According to the latest survey by the Graduate Management Admission Council (GMAC), women currently account for just over a third of applicants to full-time MBA programmes. London Business School has set a goal of 30 per cent women on its flagship programme by 2013, while a handful of other top European schools, including the EADA Business School in Barcelona, the Cass Business School in London and Vlerick Leuven Gent near Brussels, have already exceeded this. However, some of the most dramatic progress towards gender equality has taken place in North America. At Harvard Business School, the percentage of female MBA students is 39 per cent, its highest ever, while the percentage of women in the new intake at the Wharton School in Philadelphia is a record 45 per cent.

Much of this rise in applicant and student numbers is down to the general assertion of women in the workplace, but as Giselle Weybrecht, a London Business School graduate of 2007 reflects, the MBA has until now been very much a man's world. "The majority of the faculty are men, the case studies and role models are men, the students are mostly men. But then the business sector is also mostly men at high levels too."

For Wybrecht, now an author and entrepreneur, the MBA's timing can be dissuasive, aimed as it is at young professionals in their late 20s. She also regrets an issue of self-confidence. "I hear from prospective female students that they don't think they will get in to business school. They seem to doubt themselves a little bit more. I only have words of encouragement, having never regretted doing the MBA. It was a tough two years for us all, but I loved the time. It's all about what you choose to get out of it."

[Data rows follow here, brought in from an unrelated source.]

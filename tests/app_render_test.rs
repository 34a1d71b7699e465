//! App loop against the in-process backend, checked through the framebuffer.

use gomoku_session::core::Phase;
use gomoku_session::gateway::{dispatch, Completed, LocalBackend};
use gomoku_session::input::UiCommand;
use gomoku_session::term::{FrameBuffer, Viewport};
use gomoku_session::types::{Coord, Difficulty, Side, AI_REPLY_DELAY_MS, HINT_TTL_MS};
use gomoku_session::App;

/// Serve everything in the outbox, including follow-up requests.
fn pump(app: &mut App, backend: &LocalBackend, now_ms: u64) {
    loop {
        let out = app.take_outbox();
        if out.is_empty() {
            return;
        }
        for d in out {
            let op = d.tag.op;
            let result = tokio_test::block_on(dispatch(backend, d.request)).map_err(|e| e.display_message(op));
            app.complete(Completed { tag: d.tag, result }, now_ms);
        }
    }
}

fn glyph_at(app: &mut App, coord: Coord) -> char {
    let p = app.view().coordinate_for(coord);
    app.frame().get(p.x, p.y).unwrap().ch
}

fn rows(fb: &FrameBuffer) -> Vec<String> {
    (0..fb.height())
        .map(|y| (0..fb.width()).filter_map(|x| fb.get(x, y)).map(|c| c.ch).collect())
        .collect()
}

fn click(app: &mut App, coord: Coord, now_ms: u64) {
    let p = app.view().coordinate_for(coord);
    app.command(
        UiCommand::Click {
            column: p.x,
            row: p.y,
        },
        now_ms,
    );
}

fn ai_stone(app: &App) -> Coord {
    app.session()
        .game()
        .unwrap()
        .board()
        .stones()
        .find_map(|(c, side)| (side == Side::Ai).then_some(c))
        .expect("ai replied")
}

fn started() -> (App, LocalBackend) {
    let backend = LocalBackend::new(11);
    let mut app = App::new(Viewport::new(100, 40), Difficulty::Easy, "local");
    app.start(0);
    pump(&mut app, &backend, 0);
    (app, backend)
}

#[test]
fn startup_shows_empty_board_and_history() {
    let (mut app, _backend) = started();
    assert_eq!(app.session().phase(), Phase::PlayerTurn);
    assert_eq!(app.stats().summary().unwrap().total_games, 0);

    let text = rows(app.frame());
    assert!(text.iter().any(|l| l.contains("Your turn (black)")));
    assert!(text.iter().any(|l| l.contains("Games  0")));
    assert!(text.iter().any(|l| l.contains("backend: local")));
    assert!(!text.iter().any(|l| l.contains('●')));
}

#[test]
fn ai_reply_is_paced() {
    let (mut app, backend) = started();
    let center = Coord::new(7, 7);
    click(&mut app, center, 1_000);
    pump(&mut app, &backend, 1_000);

    assert_eq!(app.session().phase(), Phase::AiTurnDisplay);
    let ai = ai_stone(&app);
    assert_eq!(glyph_at(&mut app, center), '●');
    assert_ne!(glyph_at(&mut app, ai), '●');
    assert_eq!(app.next_wakeup(1_000), Some(AI_REPLY_DELAY_MS as u64));

    // Clicks during the pause are ignored.
    click(&mut app, Coord::new(0, 0), 1_100);
    assert!(app.take_outbox().is_empty());

    app.tick(1_000 + AI_REPLY_DELAY_MS as u64 - 1);
    assert_ne!(glyph_at(&mut app, ai), '●');

    app.tick(1_000 + AI_REPLY_DELAY_MS as u64);
    assert_eq!(glyph_at(&mut app, ai), '●');
    assert_eq!(app.session().phase(), Phase::PlayerTurn);
}

#[test]
fn hint_marker_expires() {
    let (mut app, backend) = started();
    click(&mut app, Coord::new(7, 7), 0);
    pump(&mut app, &backend, 0);
    app.tick(AI_REPLY_DELAY_MS as u64);
    let before = app.frame().clone();

    let t = 5_000;
    app.command(UiCommand::Hint, t);
    pump(&mut app, &backend, t);
    assert_eq!(app.session().game().unwrap().hint_count(), 1);
    assert!(rows(app.frame()).iter().any(|l| l.contains('[')));
    assert!(rows(app.frame()).iter().any(|l| l.contains("Hints 1/5")));

    app.tick(t + HINT_TTL_MS as u64 - 1);
    assert!(rows(app.frame()).iter().any(|l| l.contains('[')));

    app.tick(t + HINT_TTL_MS as u64);
    let after = app.frame().clone();
    assert!(!rows(&after).iter().any(|l| l.contains('[')));
    // Only the hint counter changed on screen.
    let changed: Vec<String> = rows(&before)
        .into_iter()
        .zip(rows(&after))
        .filter(|(a, b)| a != b)
        .map(|(_, b)| b)
        .collect();
    assert_eq!(changed.len(), 1);
    assert!(changed[0].contains("Hints 1/5"));
}

#[test]
fn rejected_undo_is_reported_in_panel() {
    let (mut app, backend) = started();
    app.command(UiCommand::Undo, 0);
    pump(&mut app, &backend, 0);

    assert_eq!(app.session().phase(), Phase::PlayerTurn);
    let text = rows(app.frame());
    assert!(text.iter().any(|l| l.contains("Not enough moves")));

    // The next accepted action clears the message.
    click(&mut app, Coord::new(7, 7), 10);
    let text = rows(app.frame());
    assert!(!text.iter().any(|l| l.contains("Not enough moves")));
}

#[test]
fn new_game_resets_board_and_uses_selected_difficulty() {
    let (mut app, backend) = started();
    click(&mut app, Coord::new(7, 7), 0);
    pump(&mut app, &backend, 0);
    app.tick(AI_REPLY_DELAY_MS as u64);

    app.command(UiCommand::SetDifficulty(Difficulty::Hard), 400);
    assert!(rows(app.frame()).iter().any(|l| l.contains("Difficulty easy (next: hard)")));

    app.command(UiCommand::NewGame, 500);
    pump(&mut app, &backend, 500);
    assert_eq!(app.session().difficulty(), Difficulty::Hard);
    assert_eq!(app.session().phase(), Phase::PlayerTurn);
    let text = rows(app.frame());
    assert!(!text.iter().any(|l| l.contains('●')));
    assert!(text.iter().any(|l| l.contains("Difficulty hard")));
}

#[test]
fn resize_repaints_stones_in_new_layout() {
    let (mut app, backend) = started();
    let center = Coord::new(7, 7);
    click(&mut app, center, 0);
    pump(&mut app, &backend, 0);
    app.tick(AI_REPLY_DELAY_MS as u64);

    app.resize(Viewport::new(70, 20));
    assert_eq!(app.view().cell_w(), 2);
    let ai = ai_stone(&app);
    assert_eq!(glyph_at(&mut app, center), '●');
    assert_eq!(glyph_at(&mut app, ai), '●');
}

#[test]
fn failed_new_game_clears_previous_board() {
    let (mut app, backend) = started();
    let center = Coord::new(7, 7);
    click(&mut app, center, 0);
    pump(&mut app, &backend, 0);
    app.tick(AI_REPLY_DELAY_MS as u64);
    let ai = ai_stone(&app);
    assert_eq!(glyph_at(&mut app, center), '●');

    app.command(UiCommand::NewGame, 500);
    let create = app.take_outbox().remove(0);
    app.complete(
        Completed {
            tag: create.tag,
            result: Err("Failed to create game".to_string()),
        },
        500,
    );

    assert_eq!(app.session().phase(), Phase::Idle);
    assert!(app.session().game().is_none());
    assert_ne!(glyph_at(&mut app, center), '●');
    assert_ne!(glyph_at(&mut app, ai), '●');
    let text = rows(app.frame());
    assert!(!text.iter().any(|l| l.contains('●')));
    assert!(text.iter().any(|l| l.contains("Failed to create game")));
}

But schools around the globe have also been working hard to promote business education to women through a range of specific learning initiatives, and working with universities and involving their female alumni to share their experience. Australia's Melbourne Business School, for example, has developed a network, Women in Management, for female students and alumni. It has also introduced a scholarship targeted at high-potential female managers. EADA, which was founded by a woman in 1957, has developed specialist leadership programmes for women in the private and public sectors and in fast-growth markets in regions such as Latin America.

To prove to its students, quite literally, that there is nothing preventing them scaling the heights, the executive MBA programme, OneMBA, and the full-time MBA at the Rotterdam School of Management (RSM) have challenged their female participants to climb Mount Kilimanjaro in Tanzania in the company of Rebecca Stephens, the first British woman to climb the highest mountain on every continent. Dianne Bevelander, associate dean of OneMBA at RSM, sees this leadership elective as a metaphor for business, using the mountain as a classroom. "These women will need to work together through difficult terrain to push past physical and mental barriers in their trek to the summit," she explains. "The activity will help participants break down their own perceptions of their limitations, whether physical or emotional. They can be anything they want to be."

Some commentators have pointed out that if growth in the number of female students continues, we might reach a point soon where MBA programmes no longer accurately reflect the actual mix of men and women in management. But is this really a problem? Not according to Elissa Sangster, CEO of the Forté Foundation, the association of corporations and business schools that promotes the role of women in leadership: "I think we need to address the imbalance we already have before we start worrying about raising false expectations. If we empower women and bolster their enthusiasm and confidence through the business school experience, it will be very interesting to see what can be achieved over the next few years."

For the time being, there still appears to be some doubt as to how effective business education can really be at addressing the unequal balance of power between the sexes. According to recent research by the diversity campaigner Catalyst, among 9,000 graduates of 26 top MBA programmes, the experience was not providing female students with entry into a genuinely level playing field. Instead, the research showed that, on average, new female MBAs were earning £3,000 per year less than their male counterparts in their first post-graduate job. A similar study at the University of Chicago's Booth School of Business found that, while new female entrants to the workplace earn roughly the same as their male peers, 10 years down the line the difference in reward was anything up to 40 per cent.

Simply putting more women through business education may therefore not be enough to solve the problem. "I'm confident that many of the women coming through MBA programmes now will go on to assume board-level positions," says Jordi Díaz, associate dean at EADA. "But given the fact the average MBA student is in their late twenties to early thirties, that could be 20 years from now. The real challenge is how to deal with disparity of opportunity now."

That may not be within the scope or power of business schools. Instead, the emphasis may lie on employers and governments to cultivate environments that allow female business leaders to fulfil their potential.

"It's not just a case of getting talented women into business, it's a question of keeping them there and providing them with the opportunities for fulfilling careers," says Forté's Elissa Sangster. "And in my view, setting targets to provide the pipeline of women that businesses will need when recruiting top talent for their leadership positions is critical."